How wonderfully blessed I have been to have him for a husband and a father to our 4 children. We are blessed with 6 grand children and all our fur grandbabies too.
Then I read your words Pamela that you admired my strength in my weakness and it was so touching for me. I am glad that you stayed here partly because of my compassion and my reaching out to you. Maybe I am more like my precious mother than I know. When I was a young woman, a new mother, I told her if I could only be half the woman she was I would be fine in life.
Marcia, you have been a wonderful comfort to me too. You have given me hope that the pain will indeed get better. You have been a friend indeed and I thank you for it. Now if I can just make it through my little Snookie's death when it is time....
And Kristie you are so right God does not give us more than we can bear. The road just seems so rough sometimes but I keep pressing on. I always say my shoulders are wide and I can carry a heavy load. But the truth is without all of you wonderful people here the load would be so much heavier. God bless you all my dear friends.
Love, Ann
LittleGirl'sMommy
Nov 26 2004, 10:43 PM
Ann,
It is just amazing what you have been and are going through. I'm SO glad you found LS. I really believe we all need each other here.
What your husband said, that "I must be a stronger woman than I think I am. He said I am the strongest and most loving person he knows. ....no one expected me to carry all the burdens" is true, I am sure!! I, too, feel every day the problems in the world----the cruelty, etc. etc.----and sometimes I think I just won't be able to stand it. This group helps me get through, because I know I am among true "family".
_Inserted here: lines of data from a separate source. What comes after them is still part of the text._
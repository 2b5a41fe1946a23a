//! Host-facing façade: one owner for the dataset, the live model, the window
//! and the layout engine, plus a lock-guarded handle for multi-context hosts.

use std::sync::{Arc, Mutex, PoisonError, TryLockError};
use std::time::Duration;

use eframe::egui::Vec2;
use serde::Serialize;

use crate::config::EngineConfig;
use crate::engine::{Body, EdgeLine, EngineEvent, LayoutEngine, Lifecycle, TickReport};
use crate::error::Result;
use crate::graph::{BuiltGraph, ChurnOutcome, DatasetGraph, GraphEvent, GraphModel, NodeId, NodeKind};
use crate::window::{NeighborWindow, WindowDiff};

pub struct Session {
    dataset: DatasetGraph,
    model: GraphModel,
    window: NeighborWindow,
    engine: LayoutEngine,
    graph_events: Vec<GraphEvent>,
}

impl Session {
    pub fn new(built: BuiltGraph, config: EngineConfig, viewport: Vec2) -> Self {
        Self {
            dataset: built.dataset,
            model: built.model,
            window: NeighborWindow::new(),
            engine: LayoutEngine::new(config, viewport),
            graph_events: Vec::new(),
        }
    }

    pub fn dataset(&self) -> &DatasetGraph {
        &self.dataset
    }

    pub fn model(&self) -> &GraphModel {
        &self.model
    }

    pub fn center(&self) -> Option<&NodeId> {
        self.window.center()
    }

    pub fn active(&self) -> &[NodeId] {
        self.window.active()
    }

    pub fn bodies(&self) -> &[Body] {
        self.engine.bodies()
    }

    pub fn body(&self, id: &NodeId) -> Option<&Body> {
        self.engine.body(id)
    }

    pub fn lines(&self) -> impl Iterator<Item = &EdgeLine> {
        self.engine.lines()
    }

    pub fn needs_tick(&self) -> bool {
        !self.engine.is_idle()
    }

    pub fn recenter(&mut self, id: &NodeId) -> Result<WindowDiff> {
        let diff = self.window.recenter(&self.dataset, &mut self.model, id)?;
        self.engine.reconcile(&diff, &self.model);
        self.collect_graph_events();
        Ok(diff)
    }

    /// Advances the layout. Bodies that expired from idleness leave the
    /// window and lose their edge to the center.
    pub fn tick(&mut self, elapsed: Duration) -> Result<TickReport> {
        let report = self.engine.step(&self.model, elapsed)?;
        let expired = self.engine.take_expired();
        if !expired.is_empty() {
            self.window.release(&mut self.model, &expired)?;
            self.collect_graph_events();
            self.engine.sync_lines(&self.model);
        }
        Ok(report)
    }

    pub fn set_viewport_size(&mut self, width: f32, height: f32) {
        self.engine.set_viewport_size(width, height);
    }

    pub fn begin_drag(&mut self, id: &NodeId) -> Result<()> {
        self.engine.begin_drag(id)
    }

    pub fn move_drag(&mut self, id: &NodeId, delta: Vec2) -> Result<()> {
        self.engine.move_drag(id, delta)
    }

    pub fn end_drag(&mut self, id: &NodeId) -> Result<()> {
        self.engine.end_drag(id)
    }

    pub fn touch(&mut self, id: &NodeId) -> Result<()> {
        self.engine.touch(id)
    }

    pub fn finish_fade(&mut self, id: &NodeId) -> Result<bool> {
        self.engine.finish_fade(id)
    }

    /// One degree-balancing mutation on the live model.
    pub fn churn(&mut self) -> Result<ChurnOutcome> {
        let outcome = self.model.churn()?;
        self.collect_graph_events();
        self.engine.notify_graph_changed(&self.model);
        Ok(outcome)
    }

    pub fn drain_engine_events(&mut self) -> std::vec::Drain<'_, EngineEvent> {
        self.engine.drain_events()
    }

    pub fn drain_graph_events(&mut self) -> std::vec::Drain<'_, GraphEvent> {
        self.graph_events.drain(..)
    }

    pub fn snapshot(&self) -> SessionSnapshot {
        let center = self.engine.center();
        SessionSnapshot {
            tick: self.engine.tick_count(),
            center: center.cloned(),
            idle: self.engine.is_idle(),
            bodies: self
                .engine
                .bodies()
                .iter()
                .map(|body| {
                    let node = self.dataset.node(body.id());
                    BodySnapshot {
                        id: body.id().clone(),
                        title: node.map_or_else(|| body.id().to_string(), |node| node.title.clone()),
                        kind: node.map(|node| node.kind).unwrap_or_default(),
                        position: body.position().into(),
                        velocity: body.velocity().into(),
                        lifecycle: body.lifecycle(),
                        is_center: center == Some(body.id()),
                        was_center: body.was_center(),
                    }
                })
                .collect(),
            lines: self.engine.lines().cloned().collect(),
        }
    }

    fn collect_graph_events(&mut self) {
        self.graph_events.extend(self.model.drain_events());
    }
}

#[derive(Clone, Debug, Serialize)]
pub struct SessionSnapshot {
    pub tick: u64,
    pub center: Option<NodeId>,
    pub idle: bool,
    pub bodies: Vec<BodySnapshot>,
    pub lines: Vec<EdgeLine>,
}

#[derive(Clone, Debug, Serialize)]
pub struct BodySnapshot {
    pub id: NodeId,
    pub title: String,
    pub kind: NodeKind,
    pub position: [f32; 2],
    pub velocity: [f32; 2],
    pub lifecycle: Lifecycle,
    pub is_center: bool,
    /// Fading out after losing the center.
    pub was_center: bool,
}

/// A [`Session`] behind one mutex. Ticks that find the lock taken are dropped.
#[derive(Clone)]
pub struct SharedSession {
    inner: Arc<Mutex<Session>>,
}

impl SharedSession {
    pub fn new(session: Session) -> Self {
        Self {
            inner: Arc::new(Mutex::new(session)),
        }
    }

    /// Returns `None` when another tick or mutation is still running.
    pub fn try_tick(&self, elapsed: Duration) -> Option<Result<TickReport>> {
        match self.inner.try_lock() {
            Ok(mut session) => Some(session.tick(elapsed)),
            Err(TryLockError::WouldBlock) => {
                tracing::trace!("overlapping tick dropped");
                None
            }
            Err(TryLockError::Poisoned(poisoned)) => Some(poisoned.into_inner().tick(elapsed)),
        }
    }

    pub fn with<R>(&self, f: impl FnOnce(&mut Session) -> R) -> R {
        let mut session = self.inner.lock().unwrap_or_else(PoisonError::into_inner);
        f(&mut session)
    }
}
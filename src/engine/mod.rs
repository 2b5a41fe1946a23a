//! Force-directed layout over the active window.
//!
//! Each tick sums pairwise repulsion, springs along wired edges, a saturating
//! pull toward the center body and viewport wall pushes, then integrates with
//! damping and a terminal velocity. The engine goes idle once nothing moves
//! (or the settle window runs out) and re-arms on any structural change.

mod body;
mod forces;
mod lines;

use std::collections::{BTreeSet, HashMap};
use std::f32::consts::TAU;
use std::time::Duration;

use eframe::egui::{Vec2, vec2};
use rand::rngs::StdRng;
use rand::{Rng, SeedableRng};

use crate::config::EngineConfig;
use crate::error::{Error, Quantity, Result};
use crate::graph::{GraphModel, NodeId};
use crate::window::WindowDiff;

pub use body::{Body, Lifecycle};
pub use lines::{EdgeLine, LineId};

use body::Phase;
use forces::{
    RepulsionParams, WallParams, centering, direction_of, is_finite, repulsion, spring, wall,
};
use lines::LineRegistry;

#[derive(Clone, Debug, PartialEq, Eq)]
pub enum EngineEvent {
    ActiveSetChanged { active: Vec<NodeId> },
    CenterChanged {
        previous: Option<NodeId>,
        current: Option<NodeId>,
    },
    SimulationQuiesced,
    SimulationResumed,
}

#[derive(Clone, Copy, Debug, PartialEq, Eq)]
pub struct TickReport {
    /// Something moved, spawned, faded out or was restructured this tick.
    pub changed: bool,
    pub moving: usize,
    pub idle: bool,
}

pub struct LayoutEngine {
    config: EngineConfig,
    rng: StdRng,
    bodies: Vec<Body>,
    index_by_id: HashMap<NodeId, usize>,
    center: Option<NodeId>,
    viewport: Vec2,
    tick: u64,
    last_structural_tick: u64,
    structural_pending: bool,
    idle: bool,
    lines: LineRegistry,
    events: Vec<EngineEvent>,
    expired: Vec<NodeId>,
    forces: Vec<Vec2>,
}
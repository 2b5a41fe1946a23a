use std::f32::consts::{PI, TAU};

use eframe::egui::{Vec2, vec2};
use rand::Rng;

#[derive(Clone, Copy)]
pub(super) struct RepulsionParams {
    pub(super) strength: f32,
    pub(super) clip: f32,
    pub(super) cohesion: f32,
}

#[derive(Clone, Copy)]
pub(super) struct WallParams {
    pub(super) viewport: Vec2,
    pub(super) strength: f32,
    pub(super) margin: f32,
}

/// Smooth step: 0 for `x <= 0`, 1 for `x >= 1`, sinusoidal in between.
pub(super) fn s_curve(x: f32) -> f32 {
    0.5 - (x.clamp(0.0, 1.0) * PI).cos() / 2.0
}

/// Unit direction and length of `delta`; a zero-length delta yields a random
/// unit direction and a length of zero.
pub(super) fn direction_of(delta: Vec2, rng: &mut impl Rng) -> (Vec2, f32) {
    let distance = delta.length();
    if distance > f32::EPSILON {
        (delta / distance, distance)
    } else {
        let angle = rng.gen_range(0.0..TAU);
        (vec2(angle.cos(), angle.sin()), 0.0)
    }
}

/// Force on the body at `delta` away from another body: inverse-square push
/// minus a weak linear pull, clipped from above.
pub(super) fn repulsion(direction: Vec2, distance: f32, params: RepulsionParams) -> Vec2 {
    let magnitude = params.strength / (distance * distance) - params.cohesion * distance;
    direction * magnitude.min(params.clip)
}

/// Linear spring pulling toward a neighbor `delta` away.
pub(super) fn spring(delta: Vec2, strength: f32) -> Vec2 {
    delta * strength
}

/// Saturating pull toward an anchor `distance` away along `direction`.
pub(super) fn centering(direction: Vec2, distance: f32, strength: f32, range: f32) -> Vec2 {
    direction * (strength * s_curve(distance / range.max(f32::EPSILON)))
}

/// Push back from the four viewport edges; zero deeper than `margin` inside.
pub(super) fn wall(position: Vec2, params: WallParams) -> Vec2 {
    let half = params.viewport * 0.5;
    let margin = params.margin.max(1.0);
    let push = |overshoot: f32| s_curve((overshoot + margin) / (2.0 * margin));

    vec2(
        push(-position.x - half.x) - push(position.x - half.x),
        push(-position.y - half.y) - push(position.y - half.y),
    ) * params.strength
}

pub(super) fn is_finite(value: Vec2) -> bool {
    value.x.is_finite() && value.y.is_finite()
}
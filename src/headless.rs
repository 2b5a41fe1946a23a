use std::io::Write;
use std::time::Duration;

use anyhow::{Context, Result};
use orbit_graph::Session;

const FRAME: Duration = Duration::from_micros(16_667);

/// Ticks the session `ticks` times and prints the final snapshot to stdout.
pub(crate) fn run(mut session: Session, ticks: u64, churn_per_tick: bool) -> Result<()> {
    let mut settled_at = None;
    for tick in 0..ticks {
        if churn_per_tick {
            session.churn().context("churn step failed")?;
        }
        let report = session
            .tick(FRAME)
            .with_context(|| format!("layout tick {tick} failed"))?;

        for event in session.drain_engine_events() {
            tracing::debug!(tick, ?event, "engine event");
        }
        session.drain_graph_events().for_each(drop);

        if report.idle && settled_at.is_none() {
            settled_at = Some(tick);
        } else if !report.idle {
            settled_at = None;
        }
    }

    let snapshot = session.snapshot();
    tracing::info!(
        ticks,
        settled_at,
        bodies = snapshot.bodies.len(),
        lines = snapshot.lines.len(),
        "headless run finished"
    );

    let stdout = std::io::stdout();
    let mut out = stdout.lock();
    serde_json::to_writer_pretty(&mut out, &snapshot).context("failed to write snapshot")?;
    writeln!(out).context("failed to write snapshot")?;
    Ok(())
}
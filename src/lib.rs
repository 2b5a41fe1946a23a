//! Windowed force-directed graph layout.
//!
//! A [`session::Session`] keeps a center node and its dataset neighbors
//! materialized as simulated bodies, rewires the live graph on every recenter
//! and relaxes the layout one tick at a time until it settles.

pub mod config;
pub mod engine;
pub mod error;
pub mod graph;
pub mod session;
pub mod window;

pub use config::{ChurnConfig, EngineConfig, OrbitConfig};
pub use engine::{Body, EdgeLine, EngineEvent, LayoutEngine, Lifecycle, LineId, TickReport};
pub use error::{Error, Quantity, Result};
pub use graph::{GraphBuilder, NodeId, NodeKind};
pub use session::{Session, SessionSnapshot, SharedSession};
pub use window::{NeighborWindow, WindowDiff};
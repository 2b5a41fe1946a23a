//! Tunable constants for churn and the layout engine.
//!
//! Defaults reproduce the behavior the engine was calibrated against; a JSON
//! file may override any subset of fields.

use std::path::Path;

use anyhow::{Context, Result};
use serde::{Deserialize, Serialize};

#[derive(Clone, Debug, Default, Deserialize, Serialize)]
#[serde(default)]
pub struct OrbitConfig {
    pub engine: EngineConfig,
    pub churn: ChurnConfig,
}

impl OrbitConfig {
    pub fn load(path: &Path) -> Result<Self> {
        let raw = std::fs::read_to_string(path)
            .with_context(|| format!("failed to read config file {}", path.display()))?;
        serde_json::from_str(&raw)
            .with_context(|| format!("invalid config JSON in {}", path.display()))
    }
}

#[derive(Clone, Copy, Debug, Deserialize, Serialize)]
#[serde(default)]
pub struct ChurnConfig {
    /// Degree floor: below it churn always adds, and removal never crosses it.
    pub min_degree: usize,
    /// Target `degree / (N - 1)` ratio churn oscillates around.
    pub ideal_ratio: f64,
}

impl Default for ChurnConfig {
    fn default() -> Self {
        Self {
            min_degree: 2,
            ideal_ratio: 0.4,
        }
    }
}

#[derive(Clone, Copy, Debug, Deserialize, Serialize)]
#[serde(default)]
pub struct EngineConfig {
    pub time_step: f32,
    pub damping: f32,
    pub terminal_velocity: f32,
    pub min_velocity: f32,
    pub repulsion_strength: f32,
    pub repulsion_clip: f32,
    pub cohesion: f32,
    pub spring_strength: f32,
    pub centering_strength: f32,
    pub centering_range: f32,
    pub wall_strength: f32,
    pub wall_margin: f32,
    pub fading_push: f32,
    pub spawn_jitter: f32,
    /// In time units; converted with `ticks_per_unit`.
    pub settle_window: f32,
    /// In time units; converted with `ticks_per_unit`.
    pub idle_hold: f32,
    pub ticks_per_unit: u32,
    pub fade_timeout_ticks: u64,
    pub seed: u64,
}

impl Default for EngineConfig {
    fn default() -> Self {
        Self {
            time_step: 0.3,
            damping: 0.79,
            terminal_velocity: 150.0,
            min_velocity: 0.05,
            repulsion_strength: 100_000.0,
            repulsion_clip: 250.0,
            cohesion: 0.000_06,
            spring_strength: 0.05,
            centering_strength: 20.0,
            centering_range: 400.0,
            wall_strength: 1000.0,
            wall_margin: 100.0,
            fading_push: 20.0,
            spawn_jitter: 30.0,
            settle_window: 8.0,
            idle_hold: 60.0,
            ticks_per_unit: 60,
            fade_timeout_ticks: 24,
            seed: 0x5eed_0f_0b17,
        }
    }
}

impl EngineConfig {
    pub fn settle_ticks(&self) -> u64 {
        units_to_ticks(self.settle_window, self.ticks_per_unit)
    }

    pub fn idle_ticks(&self) -> u64 {
        units_to_ticks(self.idle_hold, self.ticks_per_unit)
    }
}

fn units_to_ticks(units: f32, ticks_per_unit: u32) -> u64 {
    (units.max(0.0) * ticks_per_unit.max(1) as f32).round() as u64
}
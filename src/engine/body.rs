use eframe::egui::Vec2;
use serde::Serialize;

use crate::graph::NodeId;

/// Stored lifecycle phase. `Settled` is derived, never stored.
#[derive(Clone, Copy, Debug, PartialEq, Eq)]
pub(super) enum Phase {
    Spawning,
    Active,
    Fading { since_tick: u64, was_center: bool },
}

/// Lifecycle as reported to the host.
#[derive(Clone, Copy, Debug, PartialEq, Eq, Serialize)]
pub enum Lifecycle {
    Spawning,
    Active,
    Settled,
    Fading,
}

/// Per-node simulation record.
#[derive(Clone, Debug)]
pub struct Body {
    pub(super) id: NodeId,
    pub(super) position: Vec2,
    pub(super) velocity: Vec2,
    pub(super) phase: Phase,
    pub(super) moving: bool,
    pub(super) dragged: bool,
    pub(super) last_touch: u64,
}

impl Body {
    pub(super) fn spawn(id: NodeId, position: Vec2, tick: u64) -> Self {
        Self {
            id,
            position,
            velocity: Vec2::ZERO,
            phase: Phase::Spawning,
            moving: true,
            dragged: false,
            last_touch: tick,
        }
    }

    pub fn id(&self) -> &NodeId {
        &self.id
    }

    pub fn position(&self) -> Vec2 {
        self.position
    }

    pub fn velocity(&self) -> Vec2 {
        self.velocity
    }

    pub fn is_dragged(&self) -> bool {
        self.dragged
    }

    pub fn is_fading(&self) -> bool {
        matches!(self.phase, Phase::Fading { .. })
    }

    pub fn was_center(&self) -> bool {
        matches!(self.phase, Phase::Fading { was_center: true, .. })
    }

    pub fn lifecycle(&self) -> Lifecycle {
        match self.phase {
            Phase::Spawning => Lifecycle::Spawning,
            Phase::Fading { .. } => Lifecycle::Fading,
            Phase::Active if self.moving || self.dragged => Lifecycle::Active,
            Phase::Active => Lifecycle::Settled,
        }
    }

    pub(super) fn start_fading(&mut self, tick: u64, was_center: bool) {
        self.phase = Phase::Fading {
            since_tick: tick,
            was_center,
        };
        self.dragged = false;
        self.moving = true;
    }

    /// Brings a fading body back in place instead of respawning it.
    pub(super) fn revive(&mut self, tick: u64) {
        if self.is_fading() {
            self.phase = Phase::Active;
            self.moving = true;
        }
        self.last_touch = tick;
    }
}
//! The active window: which dataset nodes are materialized around the center.

use std::collections::BTreeSet;

use crate::error::{Error, Result};
use crate::graph::{DatasetGraph, GraphModel, NodeId};

/// Outcome of a recenter, handed to the layout engine for reconciliation.
#[derive(Clone, Debug, Default, PartialEq, Eq)]
pub struct WindowDiff {
    pub center: Option<NodeId>,
    pub previous_center: Option<NodeId>,
    /// New active list: retained ids in their previous order, then newcomers.
    pub active: Vec<NodeId>,
    pub previous_active: Vec<NodeId>,
    pub retained: Vec<NodeId>,
    pub added: Vec<NodeId>,
    /// Previously active ids that leave the window (the new center excluded).
    pub departed: Vec<NodeId>,
}

impl WindowDiff {
    pub fn is_noop(&self) -> bool {
        self.center == self.previous_center && self.added.is_empty() && self.departed.is_empty()
    }
}

#[derive(Debug, Default)]
pub struct NeighborWindow {
    center: Option<NodeId>,
    active: Vec<NodeId>,
}

impl NeighborWindow {
    pub fn new() -> Self {
        Self::default()
    }

    pub fn center(&self) -> Option<&NodeId> {
        self.center.as_ref()
    }

    pub fn active(&self) -> &[NodeId] {
        &self.active
    }

    pub fn is_active(&self, id: &NodeId) -> bool {
        self.active.contains(id)
    }

    /// Moves the window onto `new_center`.
    ///
    /// The target set is the center's dataset neighbors that the live model
    /// knows about. Departing neighbors lose their wired edge to the old
    /// center; every target neighbor ends up wired to the new center.
    pub fn recenter(
        &mut self,
        dataset: &DatasetGraph,
        model: &mut GraphModel,
        new_center: &NodeId,
    ) -> Result<WindowDiff> {
        if !model.contains(new_center) {
            return Err(Error::UnknownNode(new_center.clone()));
        }

        if self.center.as_ref() == Some(new_center) {
            return Ok(WindowDiff {
                center: self.center.clone(),
                previous_center: self.center.clone(),
                active: self.active.clone(),
                previous_active: self.active.clone(),
                retained: self.active.clone(),
                ..WindowDiff::default()
            });
        }

        let target = dataset
            .neighbors(new_center)?
            .iter()
            .filter(|id| *id != new_center && model.contains(id))
            .cloned()
            .collect::<BTreeSet<_>>();
        let previous = self.active.iter().cloned().collect::<BTreeSet<_>>();

        let retained = self
            .active
            .iter()
            .filter(|id| target.contains(*id))
            .cloned()
            .collect::<Vec<_>>();
        let added = target
            .iter()
            .filter(|id| !previous.contains(*id))
            .cloned()
            .collect::<Vec<_>>();
        let departed = self
            .active
            .iter()
            .filter(|id| !target.contains(*id) && *id != new_center)
            .cloned()
            .collect::<Vec<_>>();

        if let Some(old_center) = &self.center {
            for id in &departed {
                if model.has_edge(old_center, id) {
                    model.remove_edge(old_center, id)?;
                }
            }
        }

        for id in &target {
            if !model.has_edge(new_center, id) {
                model.add_edge(new_center, id)?;
            }
        }

        let mut active = retained.clone();
        active.extend(added.iter().cloned());

        let diff = WindowDiff {
            center: Some(new_center.clone()),
            previous_center: self.center.replace(new_center.clone()),
            previous_active: std::mem::replace(&mut self.active, active.clone()),
            active,
            retained,
            added,
            departed,
        };

        tracing::debug!(
            center = %new_center,
            retained = diff.retained.len(),
            added = diff.added.len(),
            departed = diff.departed.len(),
            "recentered window"
        );
        Ok(diff)
    }

    /// Drops `ids` from the active list without moving the center, unwiring
    /// their edge to it. A later recenter that targets them adds them again.
    pub fn release(&mut self, model: &mut GraphModel, ids: &[NodeId]) -> Result<()> {
        let before = self.active.len();
        self.active.retain(|id| !ids.contains(id));
        if let Some(center) = &self.center {
            for id in ids {
                if model.has_edge(center, id) {
                    model.remove_edge(center, id)?;
                }
            }
        }
        tracing::debug!(released = before - self.active.len(), "window released idle ids");
        Ok(())
    }
}

#[cfg(test)]
mod tests {
    use super::*;
    use crate::config::ChurnConfig;
    use crate::graph::GraphBuilder;

    fn ids(values: &[usize]) -> Vec<NodeId> {
        values.iter().copied().map(NodeId::from).collect()
    }

    fn sorted(mut values: Vec<NodeId>) -> Vec<NodeId> {
        values.sort();
        values
    }

    #[test]
    fn first_recenter_activates_dataset_neighbors() {
        let mut built = GraphBuilder::new(ChurnConfig::default(), 1).synthetic(5, 0).unwrap();
        let mut window = NeighborWindow::new();

        let diff = window
            .recenter(&built.dataset, &mut built.model, &NodeId::from(0))
            .unwrap();

        assert_eq!(sorted(diff.active.clone()), sorted(ids(&[1, 2, 3, 4])));
        assert_eq!(diff.added, diff.active);
        assert!(diff.departed.is_empty());
        assert_eq!(diff.previous_center, None);
        for id in ids(&[1, 2, 3, 4]) {
            assert!(built.model.has_edge(&NodeId::from(0), &id));
        }
    }

    #[test]
    fn recenter_diffs_against_previous_window() {
        let mut built = GraphBuilder::new(ChurnConfig::default(), 1).synthetic(5, 0).unwrap();
        let mut window = NeighborWindow::new();
        window
            .recenter(&built.dataset, &mut built.model, &NodeId::from(0))
            .unwrap();

        let diff = window
            .recenter(&built.dataset, &mut built.model, &NodeId::from(4))
            .unwrap();

        assert_eq!(sorted(diff.departed.clone()), sorted(ids(&[1, 2, 3])));
        assert_eq!(sorted(diff.added.clone()), sorted(ids(&[0, 5, 6, 7, 8, 9])));
        assert!(diff.retained.is_empty());
        assert_eq!(diff.previous_center, Some(NodeId::from(0)));

        let unique = diff.active.iter().collect::<BTreeSet<_>>();
        assert_eq!(unique.len(), diff.active.len());

        for id in ids(&[1, 2, 3]) {
            assert!(!built.model.has_edge(&NodeId::from(0), &id));
        }
        assert!(built.model.has_edge(&NodeId::from(0), &NodeId::from(4)));
        for id in ids(&[5, 6, 7, 8, 9]) {
            assert!(built.model.has_edge(&NodeId::from(4), &id));
        }
    }

    #[test]
    fn shared_neighbors_are_retained() {
        let mut built = GraphBuilder::new(ChurnConfig::default(), 1).complete(5);
        let mut window = NeighborWindow::new();
        window
            .recenter(&built.dataset, &mut built.model, &NodeId::from(0))
            .unwrap();

        let diff = window
            .recenter(&built.dataset, &mut built.model, &NodeId::from(1))
            .unwrap();

        assert_eq!(diff.retained, ids(&[2, 3, 4]));
        assert_eq!(diff.added, ids(&[0]));
        assert!(diff.departed.is_empty());
        assert_eq!(diff.active, ids(&[2, 3, 4, 0]));
    }

    #[test]
    fn repeated_recenter_is_a_noop() {
        let mut built = GraphBuilder::new(ChurnConfig::default(), 1).synthetic(4, 0).unwrap();
        let mut window = NeighborWindow::new();
        window
            .recenter(&built.dataset, &mut built.model, &NodeId::from(3))
            .unwrap();
        built.model.drain_events().for_each(drop);
        let active = window.active().to_vec();

        let diff = window
            .recenter(&built.dataset, &mut built.model, &NodeId::from(3))
            .unwrap();

        assert!(diff.is_noop());
        assert_eq!(window.active(), active.as_slice());
        assert_eq!(built.model.drain_events().count(), 0);
    }

    #[test]
    fn released_ids_leave_the_window_until_targeted_again() {
        let mut built = GraphBuilder::new(ChurnConfig::default(), 1).synthetic(5, 0).unwrap();
        let mut window = NeighborWindow::new();
        window
            .recenter(&built.dataset, &mut built.model, &NodeId::from(0))
            .unwrap();

        window.release(&mut built.model, &ids(&[1, 3])).unwrap();

        assert_eq!(sorted(window.active().to_vec()), sorted(ids(&[2, 4])));
        assert_eq!(window.center(), Some(&NodeId::from(0)));
        assert!(!built.model.has_edge(&NodeId::from(0), &NodeId::from(1)));
        assert!(!built.model.has_edge(&NodeId::from(0), &NodeId::from(3)));
        assert!(built.model.has_edge(&NodeId::from(0), &NodeId::from(2)));

        window
            .recenter(&built.dataset, &mut built.model, &NodeId::from(4))
            .unwrap();
        let diff = window
            .recenter(&built.dataset, &mut built.model, &NodeId::from(0))
            .unwrap();

        assert_eq!(sorted(diff.active.clone()), sorted(ids(&[1, 2, 3, 4])));
        assert!(diff.added.contains(&NodeId::from(1)));
        assert!(diff.added.contains(&NodeId::from(3)));
        assert!(built.model.has_edge(&NodeId::from(0), &NodeId::from(1)));
    }

    #[test]
    fn unknown_center_is_rejected() {
        let mut built = GraphBuilder::new(ChurnConfig::default(), 1).synthetic(2, 0).unwrap();
        let mut window = NeighborWindow::new();

        let result = window.recenter(&built.dataset, &mut built.model, &NodeId::from("nope"));

        assert_eq!(result, Err(Error::UnknownNode(NodeId::from("nope"))));
        assert_eq!(window.center(), None);
    }
}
Please do NOT punish yourself. You have the absolute best of intentions, and you have done all the right things. Chili Bean definitely does not want you to punish yourself. If you ever feel down on yourself for things you "should have"/"could have" done, or things you did that you feel you "shouldn't" have, think of Chili Bean and how he wants you to have all the joy you possibly can. You are very special. You really "feel" for others. That is practicing the ultimate level of the Golden Rule because it includes non-human animals.